→ **Task prompt**
Without omitting anything, copy the data exactly.
== Segment start ==
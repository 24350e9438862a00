//! Cache Configuration Module
//!
//! Per-instance cache options. Every recognized option is an explicit
//! field with a documented default; values are validated once when the
//! owning store is constructed, never re-merged per call.

use std::time::Duration;

// == Cache Config ==
/// Configuration for one cache instance.
#[derive(Debug, Clone)]
pub struct CacheConfig {
    /// Lifetime of a new entry from creation (default: 5 minutes)
    pub ttl: Duration,
    /// Entry cap; inserting a new key at the cap evicts the
    /// least-recently-accessed entry first (default: 1000)
    pub max_entries: usize,
    /// Tags attached to every entry unless overridden per set
    /// (default: none)
    pub tags: Vec<String>,
    /// Whether a successful get extends the entry's expiry to now + ttl,
    /// implementing sliding expiration (default: true)
    pub refresh_on_access: bool,
}

impl CacheConfig {
    /// Returns a copy with out-of-range values clamped to usable minimums.
    ///
    /// A zero TTL or a zero capacity would make every operation a no-op,
    /// so both are raised to their smallest meaningful value.
    pub fn validated(mut self) -> Self {
        if self.ttl.is_zero() {
            self.ttl = Duration::from_millis(1);
        }
        if self.max_entries == 0 {
            self.max_entries = 1;
        }
        self
    }
}

impl Default for CacheConfig {
    fn default() -> Self {
        Self {
            ttl: Duration::from_secs(5 * 60),
            max_entries: 1000,
            tags: Vec::new(),
            refresh_on_access: true,
        }
    }
}

// == Set Options ==
/// Per-call overrides for a single `set`.
///
/// `None` fields fall back to the instance [`CacheConfig`].
#[derive(Debug, Clone, Default)]
pub struct SetOptions {
    /// Override the entry's lifetime
    pub ttl: Option<Duration>,
    /// Replace the instance default tags for this entry
    pub tags: Option<Vec<String>>,
}

impl SetOptions {
    /// Override only the TTL.
    pub fn with_ttl(ttl: Duration) -> Self {
        Self {
            ttl: Some(ttl),
            tags: None,
        }
    }

    /// Override only the tags.
    pub fn with_tags(tags: Vec<String>) -> Self {
        Self {
            ttl: None,
            tags: Some(tags),
        }
    }
}

// == Unit Tests ==
#[cfg(test)]
mod tests {
    use super::*;

    #[test]
    fn test_config_defaults() {
        let config = CacheConfig::default();
        assert_eq!(config.ttl, Duration::from_secs(300));
        assert_eq!(config.max_entries, 1000);
        assert!(config.tags.is_empty());
        assert!(config.refresh_on_access);
    }

    #[test]
    fn test_validated_clamps_zero_values() {
        let config = CacheConfig {
            ttl: Duration::ZERO,
            max_entries: 0,
            ..Default::default()
        }
        .validated();

        assert_eq!(config.ttl, Duration::from_millis(1));
        assert_eq!(config.max_entries, 1);
    }

    #[test]
    fn test_validated_keeps_sane_values() {
        let config = CacheConfig {
            ttl: Duration::from_secs(60),
            max_entries: 50,
            ..Default::default()
        }
        .validated();

        assert_eq!(config.ttl, Duration::from_secs(60));
        assert_eq!(config.max_entries, 50);
    }

    #[test]
    fn test_set_options_builders() {
        let opts = SetOptions::with_ttl(Duration::from_secs(1));
        assert_eq!(opts.ttl, Some(Duration::from_secs(1)));
        assert!(opts.tags.is_none());

        let opts = SetOptions::with_tags(vec!["rentals".to_string()]);
        assert!(opts.ttl.is_none());
        assert_eq!(opts.tags.unwrap(), vec!["rentals".to_string()]);
    }
}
== Segment end ==
→ **Solution to this problem**
repository 24350e9438862a00
//! Cache Configuration Module
//!
//! Per-instance cache options. Every recognized option is an explicit
//! field with a documented default; values are validated once when the
//! owning store is constructed, never re-merged per call.

use std::time::Duration;

// == Cache Config ==
/// Configuration for one cache instance.
#[derive(Debug, Clone)]
pub struct CacheConfig {
    /// Lifetime of a new entry from creation (default: 5 minutes)
    pub ttl: Duration,
    /// Entry cap; inserting a new key at the cap evicts the
    /// least-recently-accessed entry first (default: 1000)
    pub max_entries: usize,
    /// Tags attached to every entry unless overridden per set
    /// (default: none)
    pub tags: Vec<String>,
    /// Whether a successful get extends the entry's expiry to now + ttl,
    /// implementing sliding expiration (default: true)
    pub refresh_on_access: bool,
}

impl CacheConfig {
    /// Returns a copy with out-of-range values clamped to usable minimums.
    ///
    /// A zero TTL or a zero capacity would make every operation a no-op,
    /// so both are raised to their smallest meaningful value.
    pub fn validated(mut self) -> Self {
        if self.ttl.is_zero() {
            self.ttl = Duration::from_millis(1);
        }
        if self.max_entries == 0 {
            self.max_entries = 1;
        }
        self
    }
}

impl Default for CacheConfig {
    fn default() -> Self {
        Self {
            ttl: Duration::from_secs(5 * 60),
            max_entries: 1000,
            tags: Vec::new(),
            refresh_on_access: true,
        }
    }
}

// == Set Options ==
/// Per-call overrides for a single `set`.
///
/// `None` fields fall back to the instance [`CacheConfig`].
#[derive(Debug, Clone, Default)]
pub struct SetOptions {
    /// Override the entry's lifetime
    pub ttl: Option<Duration>,
    /// Replace the instance default tags for this entry
    pub tags: Option<Vec<String>>,
}

impl SetOptions {
    /// Override only the TTL.
    pub fn with_ttl(ttl: Duration) -> Self {
        Self {
            ttl: Some(ttl),
            tags: None,
        }
    }

    /// Override only the tags.
    pub fn with_tags(tags: Vec<String>) -> Self {
        Self {
            ttl: None,
            tags: Some(tags),
        }
    }
}

// == Unit Tests ==
#[cfg(test)]
mod tests {
    use super::*;

    #[test]
    fn test_config_defaults() {
        let config = CacheConfig::default();
        assert_eq!(config.ttl, Duration::from_secs(300));
        assert_eq!(config.max_entries, 1000);
        assert!(config.tags.is_empty());
        assert!(config.refresh_on_access);
    }

    #[test]
    fn test_validated_clamps_zero_values() {
        let config = CacheConfig {
            ttl: Duration::ZERO,
            max_entries: 0,
            ..Default::default()
        }
        .validated();

        assert_eq!(config.ttl, Duration::from_millis(1));
        assert_eq!(config.max_entries, 1);
    }

    #[test]
    fn test_validated_keeps_sane_values() {
        let config = CacheConfig {
            ttl: Duration::from_secs(60),
            max_entries: 50,
            ..Default::default()
        }
        .validated();

        assert_eq!(config.ttl, Duration::from_secs(60));
        assert_eq!(config.max_entries, 50);
    }

    #[test]
    fn test_set_options_builders() {
        let opts = SetOptions::with_ttl(Duration::from_secs(1));
        assert_eq!(opts.ttl, Some(Duration::from_secs(1)));
        assert!(opts.tags.is_none());

        let opts = SetOptions::with_tags(vec!["rentals".to_string()]);
        assert!(opts.ttl.is_none());
        assert_eq!(opts.tags.unwrap(), vec!["rentals".to_string()]);
    }
}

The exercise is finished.